* [TASK TO COMPLETE] I need the lines below from the one with "filename crates/rollwatch-restart/src/lib.rs" down to the one with "let orchestrator = super::orchestrator_for(&config);" reproduced exactly, both ends included, and nothing else.

* [SOURCE DATA]
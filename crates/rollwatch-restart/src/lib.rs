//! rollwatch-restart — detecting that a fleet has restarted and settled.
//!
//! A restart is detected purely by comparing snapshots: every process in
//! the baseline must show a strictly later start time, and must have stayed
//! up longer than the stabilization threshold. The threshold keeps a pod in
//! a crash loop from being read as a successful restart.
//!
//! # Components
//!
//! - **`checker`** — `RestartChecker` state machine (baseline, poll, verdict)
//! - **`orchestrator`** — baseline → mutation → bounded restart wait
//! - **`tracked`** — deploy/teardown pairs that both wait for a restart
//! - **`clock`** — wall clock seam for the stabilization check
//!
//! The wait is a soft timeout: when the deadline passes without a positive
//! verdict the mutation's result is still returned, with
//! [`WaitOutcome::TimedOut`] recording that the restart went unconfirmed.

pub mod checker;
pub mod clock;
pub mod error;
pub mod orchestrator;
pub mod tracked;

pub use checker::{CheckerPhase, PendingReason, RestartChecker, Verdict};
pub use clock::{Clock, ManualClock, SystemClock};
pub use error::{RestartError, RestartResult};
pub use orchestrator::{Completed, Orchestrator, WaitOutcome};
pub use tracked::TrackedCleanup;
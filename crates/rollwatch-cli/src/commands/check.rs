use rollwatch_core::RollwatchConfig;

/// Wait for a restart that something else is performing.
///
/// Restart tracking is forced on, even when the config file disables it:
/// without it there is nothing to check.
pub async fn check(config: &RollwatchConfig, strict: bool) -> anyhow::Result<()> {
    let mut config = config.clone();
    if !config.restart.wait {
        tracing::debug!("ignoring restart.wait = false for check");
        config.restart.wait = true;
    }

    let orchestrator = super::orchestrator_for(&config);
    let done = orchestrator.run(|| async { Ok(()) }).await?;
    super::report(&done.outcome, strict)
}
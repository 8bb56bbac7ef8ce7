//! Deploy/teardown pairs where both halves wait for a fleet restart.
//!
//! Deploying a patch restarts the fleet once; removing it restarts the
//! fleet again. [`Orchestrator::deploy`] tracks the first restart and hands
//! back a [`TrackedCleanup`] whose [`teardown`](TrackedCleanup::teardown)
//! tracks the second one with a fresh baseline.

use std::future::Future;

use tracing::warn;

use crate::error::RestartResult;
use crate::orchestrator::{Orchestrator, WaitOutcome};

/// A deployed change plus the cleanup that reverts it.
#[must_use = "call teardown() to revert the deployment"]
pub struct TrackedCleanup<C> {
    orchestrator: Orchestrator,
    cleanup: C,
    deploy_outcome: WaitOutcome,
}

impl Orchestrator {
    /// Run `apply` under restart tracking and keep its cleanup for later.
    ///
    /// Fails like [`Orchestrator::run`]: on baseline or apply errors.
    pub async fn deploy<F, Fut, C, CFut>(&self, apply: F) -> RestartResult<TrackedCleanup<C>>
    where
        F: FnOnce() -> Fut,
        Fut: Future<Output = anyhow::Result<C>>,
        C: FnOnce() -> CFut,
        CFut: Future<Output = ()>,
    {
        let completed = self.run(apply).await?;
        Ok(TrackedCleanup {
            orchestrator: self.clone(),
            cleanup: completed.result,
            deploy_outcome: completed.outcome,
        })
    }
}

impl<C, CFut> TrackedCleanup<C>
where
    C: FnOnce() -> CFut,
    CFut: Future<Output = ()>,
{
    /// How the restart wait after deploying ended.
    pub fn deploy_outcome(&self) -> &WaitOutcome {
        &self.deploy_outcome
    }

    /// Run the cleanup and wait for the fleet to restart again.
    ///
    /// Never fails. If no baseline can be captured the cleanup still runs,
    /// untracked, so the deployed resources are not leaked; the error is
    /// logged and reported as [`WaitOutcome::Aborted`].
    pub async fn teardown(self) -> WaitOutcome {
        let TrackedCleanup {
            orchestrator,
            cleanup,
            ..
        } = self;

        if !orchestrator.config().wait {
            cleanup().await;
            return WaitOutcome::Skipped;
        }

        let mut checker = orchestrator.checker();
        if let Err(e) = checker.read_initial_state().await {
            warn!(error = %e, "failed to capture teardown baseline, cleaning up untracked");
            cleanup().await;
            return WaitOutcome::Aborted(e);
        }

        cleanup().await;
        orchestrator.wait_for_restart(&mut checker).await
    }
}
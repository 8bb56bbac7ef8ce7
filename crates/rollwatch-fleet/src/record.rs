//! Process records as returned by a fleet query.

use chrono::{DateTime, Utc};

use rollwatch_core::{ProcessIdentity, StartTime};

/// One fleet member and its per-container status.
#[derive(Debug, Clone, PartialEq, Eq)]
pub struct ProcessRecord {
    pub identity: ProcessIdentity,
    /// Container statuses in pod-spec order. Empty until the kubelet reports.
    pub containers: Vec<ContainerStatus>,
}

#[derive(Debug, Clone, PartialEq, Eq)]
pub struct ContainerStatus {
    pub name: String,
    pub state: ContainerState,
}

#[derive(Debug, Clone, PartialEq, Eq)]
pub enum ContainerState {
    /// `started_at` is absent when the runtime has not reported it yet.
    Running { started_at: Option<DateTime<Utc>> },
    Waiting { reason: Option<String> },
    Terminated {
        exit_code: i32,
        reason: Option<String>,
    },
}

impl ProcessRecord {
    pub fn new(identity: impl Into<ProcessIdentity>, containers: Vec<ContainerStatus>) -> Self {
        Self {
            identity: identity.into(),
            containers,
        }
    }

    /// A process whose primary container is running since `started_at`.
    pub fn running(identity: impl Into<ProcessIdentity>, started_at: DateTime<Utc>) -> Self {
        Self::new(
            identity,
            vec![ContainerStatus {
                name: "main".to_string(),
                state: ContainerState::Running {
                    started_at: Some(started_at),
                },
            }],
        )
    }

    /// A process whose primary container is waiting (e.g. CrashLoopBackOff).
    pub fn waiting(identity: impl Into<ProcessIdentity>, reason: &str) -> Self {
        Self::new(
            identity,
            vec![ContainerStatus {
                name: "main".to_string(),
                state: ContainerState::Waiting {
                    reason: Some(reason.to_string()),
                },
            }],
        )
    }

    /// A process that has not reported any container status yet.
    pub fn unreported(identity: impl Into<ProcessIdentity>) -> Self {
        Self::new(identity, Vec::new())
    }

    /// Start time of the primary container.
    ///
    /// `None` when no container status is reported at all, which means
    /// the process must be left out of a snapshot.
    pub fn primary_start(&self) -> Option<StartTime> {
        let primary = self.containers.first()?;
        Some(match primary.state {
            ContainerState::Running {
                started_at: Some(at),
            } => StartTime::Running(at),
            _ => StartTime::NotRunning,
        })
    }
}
* * *
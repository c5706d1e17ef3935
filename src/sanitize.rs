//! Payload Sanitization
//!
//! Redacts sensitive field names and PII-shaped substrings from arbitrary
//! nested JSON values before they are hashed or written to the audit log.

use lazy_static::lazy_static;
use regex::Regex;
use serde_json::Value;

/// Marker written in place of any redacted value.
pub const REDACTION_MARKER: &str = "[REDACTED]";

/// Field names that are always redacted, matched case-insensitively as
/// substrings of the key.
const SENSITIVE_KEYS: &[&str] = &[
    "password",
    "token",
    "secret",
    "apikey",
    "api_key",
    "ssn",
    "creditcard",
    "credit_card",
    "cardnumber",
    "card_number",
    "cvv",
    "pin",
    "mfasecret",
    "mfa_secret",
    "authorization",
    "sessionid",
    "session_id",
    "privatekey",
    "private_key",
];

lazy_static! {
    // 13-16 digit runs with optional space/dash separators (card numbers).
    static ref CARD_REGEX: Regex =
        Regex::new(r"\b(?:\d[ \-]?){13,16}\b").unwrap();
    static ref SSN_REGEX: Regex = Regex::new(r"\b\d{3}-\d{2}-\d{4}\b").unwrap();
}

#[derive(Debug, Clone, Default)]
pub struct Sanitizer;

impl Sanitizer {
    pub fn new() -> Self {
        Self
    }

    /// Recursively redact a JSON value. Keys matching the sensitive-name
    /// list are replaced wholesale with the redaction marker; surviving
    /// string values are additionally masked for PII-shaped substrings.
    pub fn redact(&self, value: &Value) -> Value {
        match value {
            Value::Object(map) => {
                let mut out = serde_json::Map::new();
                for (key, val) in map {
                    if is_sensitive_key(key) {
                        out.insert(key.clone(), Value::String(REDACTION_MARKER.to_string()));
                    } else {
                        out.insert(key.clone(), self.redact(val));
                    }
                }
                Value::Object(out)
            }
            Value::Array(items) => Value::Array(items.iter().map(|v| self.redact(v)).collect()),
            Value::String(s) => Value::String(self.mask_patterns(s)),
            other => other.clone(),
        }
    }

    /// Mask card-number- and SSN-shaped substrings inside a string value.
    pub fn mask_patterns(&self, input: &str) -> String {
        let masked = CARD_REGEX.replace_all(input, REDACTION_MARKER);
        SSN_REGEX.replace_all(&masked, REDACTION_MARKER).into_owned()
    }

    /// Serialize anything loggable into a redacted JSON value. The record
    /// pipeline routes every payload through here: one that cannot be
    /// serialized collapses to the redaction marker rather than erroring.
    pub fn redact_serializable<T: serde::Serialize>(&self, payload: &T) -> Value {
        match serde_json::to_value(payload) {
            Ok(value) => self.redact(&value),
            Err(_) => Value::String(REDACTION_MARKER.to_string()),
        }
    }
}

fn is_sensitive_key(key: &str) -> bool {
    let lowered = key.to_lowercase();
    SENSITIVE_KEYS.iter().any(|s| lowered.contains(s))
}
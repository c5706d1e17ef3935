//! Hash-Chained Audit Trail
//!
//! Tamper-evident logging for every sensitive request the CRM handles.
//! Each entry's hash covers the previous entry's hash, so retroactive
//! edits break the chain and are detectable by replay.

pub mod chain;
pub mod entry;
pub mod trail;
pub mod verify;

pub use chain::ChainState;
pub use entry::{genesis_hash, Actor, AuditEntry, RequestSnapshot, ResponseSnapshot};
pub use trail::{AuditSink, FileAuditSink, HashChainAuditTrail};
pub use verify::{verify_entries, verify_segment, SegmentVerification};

* [EXPECTED ANSWER]
filename crates/rollwatch-restart/src/lib.rs
//! rollwatch-restart — detecting that a fleet has restarted and settled.
//!
//! A restart is detected purely by comparing snapshots: every process in
//! the baseline must show a strictly later start time, and must have stayed
//! up longer than the stabilization threshold. The threshold keeps a pod in
//! a crash loop from being read as a successful restart.
//!
//! # Components
//!
//! - **`checker`** — `RestartChecker` state machine (baseline, poll, verdict)
//! - **`orchestrator`** — baseline → mutation → bounded restart wait
//! - **`tracked`** — deploy/teardown pairs that both wait for a restart
//! - **`clock`** — wall clock seam for the stabilization check
//!
//! The wait is a soft timeout: when the deadline passes without a positive
//! verdict the mutation's result is still returned, with
//! [`WaitOutcome::TimedOut`] recording that the restart went unconfirmed.

pub mod checker;
pub mod clock;
pub mod error;
pub mod orchestrator;
pub mod tracked;

pub use checker::{CheckerPhase, PendingReason, RestartChecker, Verdict};
pub use clock::{Clock, ManualClock, SystemClock};
pub use error::{RestartError, RestartResult};
pub use orchestrator::{Completed, Orchestrator, WaitOutcome};
pub use tracked::TrackedCleanup;
filename crates/rollwatch-cli/src/commands/check.rs
use rollwatch_core::RollwatchConfig;

/// Wait for a restart that something else is performing.
///
/// Restart tracking is forced on, even when the config file disables it:
/// without it there is nothing to check.
pub async fn check(config: &RollwatchConfig, strict: bool) -> anyhow::Result<()> {
    let mut config = config.clone();
    if !config.restart.wait {
        tracing::debug!("ignoring restart.wait = false for check");
        config.restart.wait = true;
    }

    let orchestrator = super::orchestrator_for(&config);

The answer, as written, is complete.